I nomi degli dèi illuminano i nomi umani, cardini delle parole comuni.
Direi che l’approccio nuovo mi ha liberato dai canoni, cioè sono stato condotto fuori dai sentieri troppo ripetutamente percorsi e credo di aver individuato diverse cose nuove che giacevano dall’antico sotto gli occhi di tutti, ma che non vengono viste a causa del canone [la regola che dà ordine ed anche morte al pensiero]. Occorrevano lenti nuove per vedere le cose nascoste dai canoni [cose ridotte ad ‘ideologia’, ovvero a ‘rappresentazione del mondo non corrispondente al mondo com’era’ –‘ideologia’ secondo Karl MANNHEIM, Ideologia e Utopia, 1957 Bologna-].
Abbiamo già visto Virgilio sacerdote etrusco che il canone ha imbalsamato come poeta romano.
Lo gnosticismo è diventato un altro di questi canoni/lenti [Qui ‘lento opposto a rock’ per stare con Celentano]: quante pagine di bibliografia bisognerebbe prospettare allo studioso che volesse dirsi informato almeno in modo leggero su questo fenomeno (una cinquantina?)?
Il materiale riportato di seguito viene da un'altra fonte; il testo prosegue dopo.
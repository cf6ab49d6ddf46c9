use serde::{Deserialize, Serialize};
use std::path::{Path, PathBuf};
use tracing::error;

const DEFAULT_PORT: u16 = 8600;
const DEFAULT_TICK_INTERVAL_SECS: u64 = 60;
const DEFAULT_REPEAT_INTERVAL_HOURS: i64 = 6;

/// Default declared interval when a heartbeat omits one (hours).
pub const DEFAULT_EXPECTED_INTERVAL_HOURS: i64 = 24;

fn default_bind_address() -> String {
    "127.0.0.1".to_string()
}

// ─── WatchdogConfig ───────────────────────────────────────────────────────────

/// Watchdog scan cadence (`[watchdog]` in config.toml).
#[derive(Debug, Clone, Deserialize, Serialize)]
#[serde(default)]
pub struct WatchdogConfig {
    /// Seconds between overdue scans. Default: 60.
    pub tick_interval_secs: u64,
}

impl Default for WatchdogConfig {
    fn default() -> Self {
        Self {
            tick_interval_secs: DEFAULT_TICK_INTERVAL_SECS,
        }
    }
}

// ─── AlertsConfig ─────────────────────────────────────────────────────────────

/// Alert delivery configuration (`[alerts]` in config.toml).
#[derive(Debug, Clone, Deserialize, Serialize)]
#[serde(default)]
pub struct AlertsConfig {
    /// Hours before an unresolved episode is re-alerted. Default: 6.
    pub repeat_interval_hours: i64,
    /// Slack user id (`U…`, opens a DM) or channel id the alerts go to.
    /// Empty = alerts fall back to the daemon log.
    pub recipient: String,
    /// Slack bot token. Also read from the SLACK_BOT_TOKEN env var.
    /// None = alerts fall back to the daemon log.
    pub bot_token: Option<String>,
    /// Send the fleet health summary on a 24 h loop. Default: true.
    pub daily_summary: bool,
}

impl Default for AlertsConfig {
    fn default() -> Self {
        Self {
            repeat_interval_hours: DEFAULT_REPEAT_INTERVAL_HOURS,
            recipient: String::new(),
            bot_token: None,
            daily_summary: true,
        }
    }
}

// ─── ObservabilityConfig ──────────────────────────────────────────────────────

/// Daemon observability configuration (`[observability]` in config.toml).
#[derive(Debug, Clone, Deserialize, Serialize)]
#[serde(default)]
pub struct ObservabilityConfig {
    /// Log SQLite queries that exceed this threshold (milliseconds). Default: 100.
    /// Set to 0 to disable slow query logging.
    pub slow_query_threshold_ms: u64,
}

impl Default for ObservabilityConfig {
    fn default() -> Self {
        Self {
            slow_query_threshold_ms: 100,
        }
    }
}

// ─── TOML config file ─────────────────────────────────────────────────────────

/// `{data_dir}/config.toml` — all fields are optional overrides.
/// Priority: CLI / env var  >  TOML  >  built-in default.
#[derive(Deserialize, Default)]
struct TomlConfig {
    /// HTTP server port (default: 8600).
    port: Option<u16>,
    /// Bind address (default: "127.0.0.1"; use "0.0.0.0" for LAN access).
    bind_address: Option<String>,
    /// Log level filter string, e.g. "debug", "info,vigild=trace" (default: "info").
    log: Option<String>,
    /// Log output format: "pretty" (default, human-readable) | "json" (structured for log aggregators).
    log_format: Option<String>,
    /// Token required in the X-Auth-Token header. None = auth disabled.
    auth_token: Option<String>,
    /// Watchdog configuration (`[watchdog]`).
    watchdog: Option<WatchdogConfig>,
    /// Alert configuration (`[alerts]`).
    alerts: Option<AlertsConfig>,
    /// Observability configuration (`[observability]`).
    observability: Option<ObservabilityConfig>,
}

fn load_toml(data_dir: &Path) -> Option<TomlConfig> {
    let path = data_dir.join("config.toml");
    let contents = std::fs::read_to_string(&path).ok()?;
    match toml::from_str::<TomlConfig>(&contents) {
        Ok(cfg) => Some(cfg),
        Err(e) => {
            error!(path = %path.display(), err = %e, "failed to parse config.toml — using defaults");
            None
        }
    }
}

// ─── MonitorConfig ────────────────────────────────────────────────────────────

#[derive(Debug, Clone)]
pub struct MonitorConfig {
    pub port: u16,
    /// Bind address for the HTTP server (VIGILD_BIND env var, default: "127.0.0.1").
    pub bind_address: String,
    pub data_dir: PathBuf,
    pub log: String,
    /// Log output format: "pretty" (default) | "json".
    pub log_format: String,
    /// Token required in the X-Auth-Token header (VIGILD_AUTH_TOKEN env var).
    /// None = authentication disabled (local-only, trusted loopback use).
    pub auth_token: Option<String>,
    /// Watchdog scan cadence.
    pub watchdog: WatchdogConfig,
    /// Alert delivery: repeat interval, recipient, Slack token, daily summary.
    pub alerts: AlertsConfig,
    /// Observability: slow query threshold.
    pub observability: ObservabilityConfig,
}

impl MonitorConfig {
    /// Build config from CLI/env args + optional TOML file.
    ///
    /// Priority (highest to lowest):
    ///   1. CLI / env — passed as `Some(value)` from clap
    ///   2. TOML file at `{data_dir}/config.toml`
    ///   3. Built-in defaults
    pub fn new(
        port: Option<u16>,
        data_dir: Option<PathBuf>,
        log: Option<String>,
        bind_address: Option<String>,
    ) -> Self {
        let data_dir = data_dir.unwrap_or_else(default_data_dir);

        // Load TOML as the lowest-priority override layer
        let toml = load_toml(&data_dir).unwrap_or_default();

        let port = port.or(toml.port).unwrap_or(DEFAULT_PORT);
        let log = log.or(toml.log).unwrap_or_else(|| "info".to_string());

        let bind_address = bind_address
            .or(std::env::var("VIGILD_BIND").ok().filter(|s| !s.is_empty()))
            .or(toml.bind_address)
            .unwrap_or_else(default_bind_address);

        let log_format = std::env::var("VIGILD_LOG_FORMAT")
            .ok()
            .filter(|s| !s.is_empty())
            .or(toml.log_format)
            .unwrap_or_else(|| "pretty".to_string());

        let auth_token = std::env::var("VIGILD_AUTH_TOKEN")
            .ok()
            .filter(|t| !t.is_empty())
            .or(toml.auth_token);

        let watchdog = toml.watchdog.unwrap_or_default();

        let mut alerts = toml.alerts.unwrap_or_default();
        if let Ok(token) = std::env::var("SLACK_BOT_TOKEN") {
            if !token.is_empty() {
                alerts.bot_token = Some(token);
            }
        }
        if let Ok(recipient) = std::env::var("VIGILD_ALERT_RECIPIENT") {
            if !recipient.is_empty() {
                alerts.recipient = recipient;
            }
        }

        let observability = toml.observability.unwrap_or_default();

        Self {
            port,
            bind_address,
            data_dir,
            log,
            log_format,
            auth_token,
            watchdog,
            alerts,
            observability,
        }
    }
}

fn default_data_dir() -> PathBuf {
    #[cfg(target_os = "macos")]
    {
        // ~/Library/Application Support/vigild
        if let Ok(home) = std::env::var("HOME") {
            return PathBuf::from(home)
                .join("Library")
                .join("Application Support")
                .join("vigild");
        }
    }
    #[cfg(target_os = "linux")]
    {
        // $XDG_DATA_HOME/vigild or ~/.local/share/vigild
        if let Ok(xdg) = std::env::var("XDG_DATA_HOME") {
            return PathBuf::from(xdg).join("vigild");
        }
        if let Ok(home) = std::env::var("HOME") {
            return PathBuf::from(home)
                .join(".local")
                .join("share")
                .join("vigild");
        }
    }
    #[cfg(target_os = "windows")]
    {
        // %APPDATA%\vigild
        if let Ok(appdata) = std::env::var("APPDATA") {
            return PathBuf::from(appdata).join("vigild");
        }
    }
    // Fallback
    PathBuf::from(".vigild")
}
E, nonostante un esame approfondito di tutti gli autori il nostro lettore con sete di gnosi rischierà alla fine di rimaner chiuso nel canone, ovvero portato a ripetere: ‘Tizio scrive che Caio ha scritto che Sempronio scriveva’. Ma, i fatti raccontati secondo i canoni sono sempre quelli antichi o non si sono alterati, invece, nella lunga narrazione?
 
 
In principio c’è l’ascolto”
«In principio c’è l’ascolto» scrive Joseph Ratzinger in servitori della vostra gioia (a: 85) un ascolto prolungato, fuori dai canoni, religiosi e laici [Anche se il Papa privilegia l’ascolto di Dio con la preghiera, non omette la lettura di Virgilio e l’ascolto di Mozart]: «Come nella vita dell’uomo non si ottiene niente di grande senza disciplina e metodo, così anche la vita interiore ha bisogno dell’uno e dell’altro. Quando ascoltiamo un grande artista che domina magistralmente il suo strumento, ci commuove la facilità, l’apparente naturalezza e scioltezza, che semplicemente fa parlare la bellezza dell’opera stessa. Ma perché si abbia alla fine questa facilità, nella quale la grandezza si esprime in modo puro e autentico, deve precedere un lavoro lungo e metodico». (: 93-94). La disciplina ed il metodo, non uccisi dal canone (canone che assimiliamo all’abitudine che sterilizza il metodo rendendolo incapace di generare pensiero vivo) porta Ratzinger a scrivere: «Nel periodo della formazione del canone [Con ‘periodo di formazione del canone’ s’intende, chiaramente, un periodo in cui il canone, cioè il pensiero abitudinario, non si è formato, nda], che come tale è stata anche la formazione della Chiesa e della sua cattolicità, Ireneo di Lione prima di tutti gli altri dovette affrontare tale questione, nella cui soluzione si decide la possibilità o l’impossibilità della vita cristiana. Ai suoi tempi Ireneo riconobbe che il principio del cristianesimo dell’adattamento e dell’illuminazione (la cosiddetta gnosi), che allora minacciava la Chiesa alle fondamenta, fu la divisione sulla Bibbia come separazione tra Bibbia e Chiesa». (: 101-102).
 
Ireneo di Lione
Vediamo alla fonte di Ireneo il pensiero degli gnostici.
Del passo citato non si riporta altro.